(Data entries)
//! The solver's output: a pure mapping of package identity to planned state (§3).

use std::collections::BTreeMap;
use std::fmt;

use depot_core::PackageId;

/// A package's planned state in a changeset.
#[derive(Debug, Clone, Copy, PartialEq, Eq, Hash)]
pub enum ChangeOp {
    /// Install this identity.
    Install,
    /// Remove this identity.
    Remove,
    /// Remove then re-install this identity unchanged.
    Reinstall,
    /// No change. Never stored explicitly — a package absent from the
    /// changeset is implicitly `Keep`.
    Keep,
}

impl fmt::Display for ChangeOp {
    fn fmt(&self, f: &mut fmt::Formatter<'_>) -> fmt::Result {
        let s = match self {
            Self::Install => "INSTALL",
            Self::Remove => "REMOVE",
            Self::Reinstall => "REINSTALL",
            Self::Keep => "KEEP",
        };
        write!(f, "{s}")
    }
}

/// A pure value: package identity → planned state. No references into the
/// cache are carried beyond package ids.
#[derive(Debug, Clone, Default, PartialEq, Eq)]
pub struct Changeset(BTreeMap<PackageId, ChangeOp>);

impl Changeset {
    /// An empty changeset (every package implicitly `Keep`).
    #[must_use]
    pub fn new() -> Self {
        Self::default()
    }

    /// The planned state for `id`; `Keep` if absent.
    #[must_use]
    pub fn get(&self, id: PackageId) -> ChangeOp {
        self.0.get(&id).copied().unwrap_or(ChangeOp::Keep)
    }

    /// Sets `id`'s planned state. Setting `Keep` removes any existing entry,
    /// preserving the "absent means Keep" invariant.
    pub fn set(&mut self, id: PackageId, op: ChangeOp) {
        if op == ChangeOp::Keep {
            self.0.remove(&id);
        } else {
            self.0.insert(id, op);
        }
    }

    /// Iterates `(id, op)` pairs in ascending id order, for deterministic output.
    pub fn iter(&self) -> impl Iterator<Item = (PackageId, ChangeOp)> + '_ {
        self.0.iter().map(|(k, v)| (*k, *v))
    }

    /// The number of non-`Keep` entries.
    #[must_use]
    pub fn len(&self) -> usize {
        self.0.len()
    }

    /// Whether every package is `Keep`.
    #[must_use]
    pub fn is_empty(&self) -> bool {
        self.0.is_empty()
    }

    /// Every package id planned for `Install` or `Reinstall`.
    pub fn installs(&self) -> impl Iterator<Item = PackageId> + '_ {
        self.0.iter().filter(|(_, op)| matches!(op, ChangeOp::Install | ChangeOp::Reinstall)).map(|(id, _)| *id)
    }

    /// Every package id planned for `Remove`.
    pub fn removes(&self) -> impl Iterator<Item = PackageId> + '_ {
        self.0.iter().filter(|(_, op)| *op == ChangeOp::Remove).map(|(id, _)| *id)
    }
}

#[cfg(test)]
mod tests {
    use super::*;

    #[test]
    fn absent_entries_are_keep() {
        let cs = Changeset::new();
        assert_eq!(cs.get(PackageId(0)), ChangeOp::Keep);
    }

    #[test]
    fn setting_keep_removes_the_entry() {
        let mut cs = Changeset::new();
        cs.set(PackageId(0), ChangeOp::Install);
        assert_eq!(cs.len(), 1);
        cs.set(PackageId(0), ChangeOp::Keep);
        assert!(cs.is_empty());
    }
}
//! `depot query` (§6): search, or `whoprovides`/`whorequires`/`whoconflicts`/`whoobsoletes`.

use clap::Args;
use depot_core::Package;
use depot_query::{who_conflicts, who_obsoletes, who_provides, who_requires, search_packages, Spec};

use crate::commands::ExitCode;
use crate::context::Context;
use crate::output;

/// Arguments for `depot query`.
#[derive(Args, Debug, Clone, Default)]
pub struct QueryArgs {
    /// A name/glob/regex to search for, when no `--who*` flag is given.
    pub term: Option<String>,

    /// List declared Provides for the matched packages.
    #[arg(long)]
    pub provides: bool,

    /// List declared Requires for the matched packages.
    #[arg(long)]
    pub requires: bool,

    /// List declared Conflicts for the matched packages.
    #[arg(long)]
    pub conflicts: bool,

    /// List declared Obsoletes for the matched packages.
    #[arg(long)]
    pub obsoletes: bool,

    /// Only print packages whose identity satisfies this Depends spec.
    #[arg(long)]
    pub satisfies: Option<String>,

    /// Who provides this capability (repeatable).
    #[arg(long = "whoprovides", value_name = "DEP")]
    pub who_provides: Vec<String>,

    /// Who requires this capability (repeatable).
    #[arg(long = "whorequires", value_name = "DEP")]
    pub who_requires: Vec<String>,

    /// Who conflicts with this capability (repeatable).
    #[arg(long = "whoconflicts", value_name = "DEP")]
    pub who_conflicts: Vec<String>,

    /// Who obsoletes this capability (repeatable).
    #[arg(long = "whoobsoletes", value_name = "DEP")]
    pub who_obsoletes: Vec<String>,

    /// Interpret `--who*` arguments as regexes rather than exact names.
    #[arg(long)]
    pub regex: bool,
}

/// Runs `depot query`.
pub fn run(args: &QueryArgs, ctx: &Context) -> ExitCode {
    let relation_queries: &[(&[String], &str)] = &[
        (&args.who_provides, "provides"),
        (&args.who_requires, "requires"),
        (&args.who_conflicts, "conflicts"),
        (&args.who_obsoletes, "obsoletes"),
    ];

    if relation_queries.iter().any(|(v, _)| !v.is_empty()) {
        return run_relation_queries(args, ctx);
    }

    let Some(term) = &args.term else {
        output::error("query requires a search term or a --who* flag");
        return ExitCode::UsageError;
    };

    let outcome = match search_packages(&ctx.cache, term, args.regex) {
        Ok(outcome) => outcome,
        Err(err) => {
            output::error(&err.display_with_suggestions());
            return ExitCode::UserError;
        }
    };

    if outcome.hits.is_empty() {
        for suggestion in &outcome.suggestions {
            if let Some(pkg) = ctx.cache.package(suggestion.package) {
                output::info(&format!("{} (ratio {:.2})", pkg.identity(), suggestion.ratio));
            }
        }
        return ExitCode::Success;
    }

    for id in &outcome.hits {
        let Some(pkg) = ctx.cache.package(*id) else { continue };
        print_package(pkg, args);
    }
    ExitCode::Success
}

fn print_package(pkg: &Package, args: &QueryArgs) {
    println!("{}", pkg.identity());
    if args.provides {
        for p in pkg.provides() {
            println!("  provides: {p}");
        }
    }
    if args.requires {
        for d in pkg.requires() {
            println!("  requires: {d}");
        }
    }
    if args.conflicts {
        for d in pkg.conflicts() {
            println!("  conflicts: {d}");
        }
    }
    if args.obsoletes {
        for d in pkg.obsoletes() {
            println!("  obsoletes: {d}");
        }
    }
}

fn run_relation_queries(args: &QueryArgs, ctx: &Context) -> ExitCode {
    let groups: [(&[String], &str); 4] = [
        (&args.who_provides, "provides"),
        (&args.who_requires, "requires"),
        (&args.who_conflicts, "conflicts"),
        (&args.who_obsoletes, "obsoletes"),
    ];

    for (terms, label) in groups {
        if terms.is_empty() {
            continue;
        }
        let specs: Vec<Spec> = match terms.iter().map(|t| Spec::parse(t)).collect::<Result<_, _>>() {
            Ok(specs) => specs,
            Err(err) => {
                output::error(&format!("{err}"));
                return ExitCode::UsageError;
            }
        };

        let result: Result<Vec<(String, Vec<_>)>, depot_core::Error> = match label {
            "provides" => who_provides(&ctx.cache, &specs, args.regex)
                .map(|entries| entries.into_iter().map(|e| (e.value().to_string(), e.packages().to_vec())).collect()),
            "requires" => who_requires(&ctx.cache, &specs, args.regex)
                .map(|entries| entries.into_iter().map(|e| (e.value().to_string(), e.packages().to_vec())).collect()),
            "conflicts" => who_conflicts(&ctx.cache, &specs, args.regex)
                .map(|entries| entries.into_iter().map(|e| (e.value().to_string(), e.packages().to_vec())).collect()),
            _ => who_obsoletes(&ctx.cache, &specs, args.regex)
                .map(|entries| entries.into_iter().map(|e| (e.value().to_string(), e.packages().to_vec())).collect()),
        };

        match result {
            Ok(entries) => {
                for (value, packages) in entries {
                    for pid in packages {
                        if let Some(pkg) = ctx.cache.package(pid) {
                            println!("{label}: {value} -> {}", pkg.identity());
                        }
                    }
                }
            }
            Err(err) => {
                output::error(&err.display_with_suggestions());
                return ExitCode::UserError;
            }
        }
    }
    ExitCode::Success
}
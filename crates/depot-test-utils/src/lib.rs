//! Shared fixtures for cross-crate scenario tests, covering S1-S6.

use depot_cache::Cache;
use depot_core::{Depends, LoadSink, LoaderId, PackageId, Provides, RelOp, Version};

fn ver(s: &str) -> Version {
    Version::parse(s).expect("fixture version literals are always valid")
}

/// Package ids assigned by [`scenario_cache`], named for lookup in tests.
#[derive(Debug, Clone, Copy)]
#[allow(missing_docs)]
pub struct ScenarioIds {
    pub foo_1_0: PackageId,
    pub bar_2_0: PackageId,
    pub libx_1_2: PackageId,
    pub baz_1_0: PackageId,
    pub baz_2_0: PackageId,
    pub qux_1_0: PackageId,
    pub alpha_1_0: PackageId,
    pub beta_1_0: PackageId,
    pub lib_a: PackageId,
    pub lib_b: PackageId,
    pub tool_1_0: PackageId,
}

/// Builds the shared cache fixture used by scenarios S1-S6, along with the
/// ids it assigned.
#[must_use]
pub fn scenario_cache() -> (Cache, ScenarioIds) {
    let mut cache = Cache::new();
    let loader = LoaderId(0);

    // S1: a standalone package with no requirements.
    let foo_1_0 = cache.declare_package(loader, "foo", "1.0", "", false).unwrap();

    // S2: bar requires libx>=1, satisfied by libx-1.2.
    let bar_2_0 = cache.declare_package(loader, "bar", "2.0", "", false).unwrap();
    let libx_1_2 = cache.declare_package(loader, "libx", "1.2", "", false).unwrap();
    cache.add_requires(bar_2_0, Depends::new("libx", RelOp::Ge, Some(ver("1"))));
    cache.add_provides(libx_1_2, Provides::new("libx", Some(ver("1.2"))));

    // S3: baz-1.0 is installed; baz-2.0 is available under the same name.
    let baz_1_0 = cache.declare_package(loader, "baz", "1.0", "", true).unwrap();
    let baz_2_0 = cache.declare_package(loader, "baz", "2.0", "", false).unwrap();

    // S4: qux requires a capability nothing provides.
    let qux_1_0 = cache.declare_package(loader, "qux", "1.0", "", false).unwrap();
    cache.add_requires(qux_1_0, Depends::new("missing", RelOp::Ge, Some(ver("1"))));

    // S5: alpha is installed and conflicts with beta.
    let alpha_1_0 = cache.declare_package(loader, "alpha", "1.0", "", true).unwrap();
    let beta_1_0 = cache.declare_package(loader, "beta", "1.0", "", false).unwrap();
    cache.add_conflicts(alpha_1_0, Depends::new("beta", RelOp::None, None));
    cache.add_provides(alpha_1_0, Provides::new("alpha", Some(ver("1.0"))));
    cache.add_provides(beta_1_0, Provides::new("beta", Some(ver("1.0"))));

    // S6: lib-a and lib-b both provide libcommon; tool-1.0 requires it.
    let lib_a = cache.declare_package(loader, "lib-a", "1.0", "", false).unwrap();
    let lib_b = cache.declare_package(loader, "lib-b", "1.0", "", false).unwrap();
    let tool_1_0 = cache.declare_package(loader, "tool", "1.0", "", false).unwrap();
    cache.add_provides(lib_a, Provides::new("libcommon", None));
    cache.add_provides(lib_b, Provides::new("libcommon", None));
    cache.add_requires(tool_1_0, Depends::new("libcommon", RelOp::None, None));

    cache.link_deps();

    let ids = ScenarioIds {
        foo_1_0,
        bar_2_0,
        libx_1_2,
        baz_1_0,
        baz_2_0,
        qux_1_0,
        alpha_1_0,
        beta_1_0,
        lib_a,
        lib_b,
        tool_1_0,
    };
    (cache, ids)
}
//! Bounded backtracking transaction solver (§4.7): queue in, changeset out.

#![warn(clippy::all)]
#![allow(clippy::module_name_repetitions)]

pub mod changeset;
pub mod queue;
pub mod solver;

pub use changeset::{ChangeOp, Changeset};
pub use queue::{Queue, QueueOp};
pub use solver::{solve, solve_with_budget, Priorities, DEFAULT_BUDGET};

• [Problem statement] What is the number of lines in these entries that hold "Clone"? Reply with the figure alone.

• [Response to this task] 4